■ BRIEF:
The response must contain every line below in which "MockAnswerRepository" appears.

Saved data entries
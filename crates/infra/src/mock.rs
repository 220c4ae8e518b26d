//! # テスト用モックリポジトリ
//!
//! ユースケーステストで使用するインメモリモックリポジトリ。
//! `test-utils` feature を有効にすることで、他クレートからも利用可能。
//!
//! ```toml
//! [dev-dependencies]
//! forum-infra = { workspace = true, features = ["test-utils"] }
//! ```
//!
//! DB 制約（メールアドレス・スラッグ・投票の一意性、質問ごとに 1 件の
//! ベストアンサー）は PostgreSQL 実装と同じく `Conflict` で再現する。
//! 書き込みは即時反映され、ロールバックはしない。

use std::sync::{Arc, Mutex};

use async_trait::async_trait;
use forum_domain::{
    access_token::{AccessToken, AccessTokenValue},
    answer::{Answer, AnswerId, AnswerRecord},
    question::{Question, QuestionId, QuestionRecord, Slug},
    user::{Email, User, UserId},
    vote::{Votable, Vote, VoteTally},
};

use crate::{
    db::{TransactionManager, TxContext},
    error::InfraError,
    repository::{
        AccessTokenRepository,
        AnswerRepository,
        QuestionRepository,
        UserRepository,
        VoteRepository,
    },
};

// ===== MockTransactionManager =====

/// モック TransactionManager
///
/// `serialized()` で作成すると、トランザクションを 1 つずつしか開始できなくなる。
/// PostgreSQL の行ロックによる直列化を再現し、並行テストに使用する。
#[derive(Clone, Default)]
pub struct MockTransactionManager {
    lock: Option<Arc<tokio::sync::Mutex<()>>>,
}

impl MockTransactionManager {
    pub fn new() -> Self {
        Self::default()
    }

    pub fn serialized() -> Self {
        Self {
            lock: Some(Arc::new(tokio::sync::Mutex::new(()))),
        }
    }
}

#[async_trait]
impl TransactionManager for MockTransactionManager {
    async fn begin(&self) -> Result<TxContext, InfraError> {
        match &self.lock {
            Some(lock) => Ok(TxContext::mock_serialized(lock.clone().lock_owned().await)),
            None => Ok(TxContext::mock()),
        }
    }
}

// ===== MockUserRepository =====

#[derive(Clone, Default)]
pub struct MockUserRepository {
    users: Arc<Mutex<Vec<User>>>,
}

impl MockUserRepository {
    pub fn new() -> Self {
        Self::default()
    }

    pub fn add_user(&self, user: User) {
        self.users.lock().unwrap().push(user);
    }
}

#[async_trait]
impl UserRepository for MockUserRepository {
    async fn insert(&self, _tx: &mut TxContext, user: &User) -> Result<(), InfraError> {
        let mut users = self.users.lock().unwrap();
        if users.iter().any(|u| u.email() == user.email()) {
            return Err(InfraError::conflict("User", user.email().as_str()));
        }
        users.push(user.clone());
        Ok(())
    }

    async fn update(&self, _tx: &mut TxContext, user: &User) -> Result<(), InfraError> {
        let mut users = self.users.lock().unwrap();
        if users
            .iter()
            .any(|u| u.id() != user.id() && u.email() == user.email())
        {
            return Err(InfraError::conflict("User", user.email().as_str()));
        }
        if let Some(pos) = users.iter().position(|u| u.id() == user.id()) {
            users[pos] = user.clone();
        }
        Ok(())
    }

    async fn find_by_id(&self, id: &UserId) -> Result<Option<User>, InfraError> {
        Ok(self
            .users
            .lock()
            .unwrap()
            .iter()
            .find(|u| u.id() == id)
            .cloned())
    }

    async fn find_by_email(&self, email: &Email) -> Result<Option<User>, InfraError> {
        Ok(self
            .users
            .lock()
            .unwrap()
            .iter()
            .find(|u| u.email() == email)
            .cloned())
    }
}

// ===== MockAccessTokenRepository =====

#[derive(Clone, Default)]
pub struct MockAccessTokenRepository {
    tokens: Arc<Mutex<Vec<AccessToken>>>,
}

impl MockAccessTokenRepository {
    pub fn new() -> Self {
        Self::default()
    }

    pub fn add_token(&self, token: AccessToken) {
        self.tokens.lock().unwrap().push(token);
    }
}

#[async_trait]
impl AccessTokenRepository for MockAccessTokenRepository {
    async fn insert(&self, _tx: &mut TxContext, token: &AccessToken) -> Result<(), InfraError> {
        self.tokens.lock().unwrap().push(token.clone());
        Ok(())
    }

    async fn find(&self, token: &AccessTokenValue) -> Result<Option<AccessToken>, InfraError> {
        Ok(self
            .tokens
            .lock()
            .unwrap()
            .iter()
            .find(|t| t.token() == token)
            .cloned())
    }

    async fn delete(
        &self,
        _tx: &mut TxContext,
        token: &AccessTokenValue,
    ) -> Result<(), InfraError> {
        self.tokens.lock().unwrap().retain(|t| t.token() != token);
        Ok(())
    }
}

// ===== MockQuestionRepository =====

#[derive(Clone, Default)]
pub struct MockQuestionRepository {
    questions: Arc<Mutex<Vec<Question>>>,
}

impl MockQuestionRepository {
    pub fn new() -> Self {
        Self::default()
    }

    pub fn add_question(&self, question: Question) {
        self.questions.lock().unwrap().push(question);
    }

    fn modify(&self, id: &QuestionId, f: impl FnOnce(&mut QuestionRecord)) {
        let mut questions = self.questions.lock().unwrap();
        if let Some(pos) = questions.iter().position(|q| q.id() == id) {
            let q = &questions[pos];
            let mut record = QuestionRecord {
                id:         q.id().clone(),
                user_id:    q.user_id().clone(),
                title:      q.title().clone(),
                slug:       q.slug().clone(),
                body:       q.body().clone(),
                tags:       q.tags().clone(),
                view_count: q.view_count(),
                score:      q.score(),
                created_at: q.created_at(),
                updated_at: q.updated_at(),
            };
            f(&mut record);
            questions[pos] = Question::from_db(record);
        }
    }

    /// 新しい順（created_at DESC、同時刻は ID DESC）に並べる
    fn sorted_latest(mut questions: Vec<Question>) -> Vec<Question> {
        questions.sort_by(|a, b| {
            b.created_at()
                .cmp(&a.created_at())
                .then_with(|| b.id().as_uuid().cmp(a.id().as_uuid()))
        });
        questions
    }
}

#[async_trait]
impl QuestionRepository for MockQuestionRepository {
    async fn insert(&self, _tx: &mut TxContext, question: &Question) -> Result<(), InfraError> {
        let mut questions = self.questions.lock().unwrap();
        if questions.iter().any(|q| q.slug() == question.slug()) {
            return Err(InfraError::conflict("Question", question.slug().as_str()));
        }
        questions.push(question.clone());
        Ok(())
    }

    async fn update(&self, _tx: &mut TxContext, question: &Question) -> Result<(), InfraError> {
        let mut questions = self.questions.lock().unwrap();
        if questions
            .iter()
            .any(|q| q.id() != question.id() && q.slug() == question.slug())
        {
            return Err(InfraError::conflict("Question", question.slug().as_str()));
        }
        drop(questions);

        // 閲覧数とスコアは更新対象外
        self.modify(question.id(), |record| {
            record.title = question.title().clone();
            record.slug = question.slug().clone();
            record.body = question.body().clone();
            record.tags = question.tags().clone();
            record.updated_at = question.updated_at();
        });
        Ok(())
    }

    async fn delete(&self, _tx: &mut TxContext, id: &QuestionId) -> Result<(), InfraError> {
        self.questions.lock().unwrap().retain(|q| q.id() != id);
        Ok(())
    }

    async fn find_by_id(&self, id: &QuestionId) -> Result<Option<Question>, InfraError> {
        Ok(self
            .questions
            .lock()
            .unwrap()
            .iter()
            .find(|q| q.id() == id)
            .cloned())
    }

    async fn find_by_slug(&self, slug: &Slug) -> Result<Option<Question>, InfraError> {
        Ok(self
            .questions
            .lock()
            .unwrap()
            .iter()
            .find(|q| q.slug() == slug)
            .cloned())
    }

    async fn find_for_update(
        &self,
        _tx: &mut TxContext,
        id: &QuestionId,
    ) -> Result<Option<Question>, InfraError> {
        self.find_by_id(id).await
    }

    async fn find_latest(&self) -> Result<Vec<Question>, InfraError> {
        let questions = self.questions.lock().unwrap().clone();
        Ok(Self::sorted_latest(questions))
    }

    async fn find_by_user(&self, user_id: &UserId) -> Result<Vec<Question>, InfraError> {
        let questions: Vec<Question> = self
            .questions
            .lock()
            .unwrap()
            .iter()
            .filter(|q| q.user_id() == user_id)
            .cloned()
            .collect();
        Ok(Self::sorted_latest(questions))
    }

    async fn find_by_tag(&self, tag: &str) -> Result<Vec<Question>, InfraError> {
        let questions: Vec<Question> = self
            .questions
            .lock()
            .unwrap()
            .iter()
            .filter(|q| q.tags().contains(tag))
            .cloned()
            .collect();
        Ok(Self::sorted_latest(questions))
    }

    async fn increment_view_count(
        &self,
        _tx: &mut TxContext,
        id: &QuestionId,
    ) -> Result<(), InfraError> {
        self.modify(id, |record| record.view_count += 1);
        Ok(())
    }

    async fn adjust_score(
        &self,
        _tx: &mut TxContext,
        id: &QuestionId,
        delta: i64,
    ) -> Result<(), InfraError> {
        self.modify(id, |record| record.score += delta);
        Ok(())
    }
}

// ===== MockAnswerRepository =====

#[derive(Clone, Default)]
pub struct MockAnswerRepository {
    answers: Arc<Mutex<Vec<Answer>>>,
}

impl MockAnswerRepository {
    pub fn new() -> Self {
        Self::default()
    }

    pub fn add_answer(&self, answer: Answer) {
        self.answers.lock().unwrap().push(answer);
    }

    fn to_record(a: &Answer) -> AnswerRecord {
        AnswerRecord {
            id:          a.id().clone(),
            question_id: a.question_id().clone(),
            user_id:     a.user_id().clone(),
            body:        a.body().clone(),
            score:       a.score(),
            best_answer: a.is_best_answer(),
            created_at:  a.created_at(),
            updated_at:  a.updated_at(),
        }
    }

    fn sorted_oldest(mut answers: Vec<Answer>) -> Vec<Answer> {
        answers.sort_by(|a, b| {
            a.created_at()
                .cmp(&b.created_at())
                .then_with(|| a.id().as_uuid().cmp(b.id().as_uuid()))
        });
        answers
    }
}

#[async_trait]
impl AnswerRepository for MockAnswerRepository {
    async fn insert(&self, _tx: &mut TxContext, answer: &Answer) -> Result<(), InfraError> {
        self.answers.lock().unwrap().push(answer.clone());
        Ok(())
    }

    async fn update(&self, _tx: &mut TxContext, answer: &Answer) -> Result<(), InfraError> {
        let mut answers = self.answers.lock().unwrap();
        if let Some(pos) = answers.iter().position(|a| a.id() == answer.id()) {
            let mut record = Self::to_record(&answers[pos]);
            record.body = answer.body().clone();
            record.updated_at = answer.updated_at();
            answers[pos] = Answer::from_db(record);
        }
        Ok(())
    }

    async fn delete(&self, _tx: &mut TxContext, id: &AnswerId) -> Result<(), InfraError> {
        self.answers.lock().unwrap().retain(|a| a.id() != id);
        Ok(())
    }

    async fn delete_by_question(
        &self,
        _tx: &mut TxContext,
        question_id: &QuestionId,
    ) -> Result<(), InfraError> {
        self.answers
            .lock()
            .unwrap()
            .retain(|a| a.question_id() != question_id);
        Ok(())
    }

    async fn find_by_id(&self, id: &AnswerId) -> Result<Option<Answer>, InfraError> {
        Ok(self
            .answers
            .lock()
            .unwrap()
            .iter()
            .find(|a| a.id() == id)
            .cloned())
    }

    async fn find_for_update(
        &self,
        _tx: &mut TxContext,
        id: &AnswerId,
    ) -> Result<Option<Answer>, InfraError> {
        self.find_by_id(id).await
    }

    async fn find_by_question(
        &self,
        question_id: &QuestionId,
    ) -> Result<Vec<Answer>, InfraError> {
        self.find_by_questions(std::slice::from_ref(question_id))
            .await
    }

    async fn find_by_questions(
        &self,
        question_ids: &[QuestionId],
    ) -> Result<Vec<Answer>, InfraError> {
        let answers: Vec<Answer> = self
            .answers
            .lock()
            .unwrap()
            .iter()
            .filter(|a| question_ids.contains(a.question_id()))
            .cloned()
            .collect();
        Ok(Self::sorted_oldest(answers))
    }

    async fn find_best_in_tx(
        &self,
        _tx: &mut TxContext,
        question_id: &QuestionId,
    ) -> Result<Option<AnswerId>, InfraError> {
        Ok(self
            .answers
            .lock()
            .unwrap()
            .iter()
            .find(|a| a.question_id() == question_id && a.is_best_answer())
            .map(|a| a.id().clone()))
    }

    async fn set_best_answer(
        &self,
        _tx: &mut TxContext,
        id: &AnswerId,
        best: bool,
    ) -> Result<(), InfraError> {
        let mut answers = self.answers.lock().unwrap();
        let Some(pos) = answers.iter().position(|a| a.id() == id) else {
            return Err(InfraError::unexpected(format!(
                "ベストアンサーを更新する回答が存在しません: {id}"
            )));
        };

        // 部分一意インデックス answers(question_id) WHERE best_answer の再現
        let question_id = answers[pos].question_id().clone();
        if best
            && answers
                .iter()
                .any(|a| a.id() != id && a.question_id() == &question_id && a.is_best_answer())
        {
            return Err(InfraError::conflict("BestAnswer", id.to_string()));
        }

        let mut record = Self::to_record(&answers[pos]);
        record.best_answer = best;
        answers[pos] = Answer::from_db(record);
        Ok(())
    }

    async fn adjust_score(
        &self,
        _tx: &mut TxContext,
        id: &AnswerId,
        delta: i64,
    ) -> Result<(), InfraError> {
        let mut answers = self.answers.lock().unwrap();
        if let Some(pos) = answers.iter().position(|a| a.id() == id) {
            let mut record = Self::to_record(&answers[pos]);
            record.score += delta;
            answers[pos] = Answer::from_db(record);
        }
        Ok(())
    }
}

■ RESULT OF THE EXERCISE:
// ===== MockAnswerRepository =====
pub struct MockAnswerRepository {
impl MockAnswerRepository {
impl AnswerRepository for MockAnswerRepository {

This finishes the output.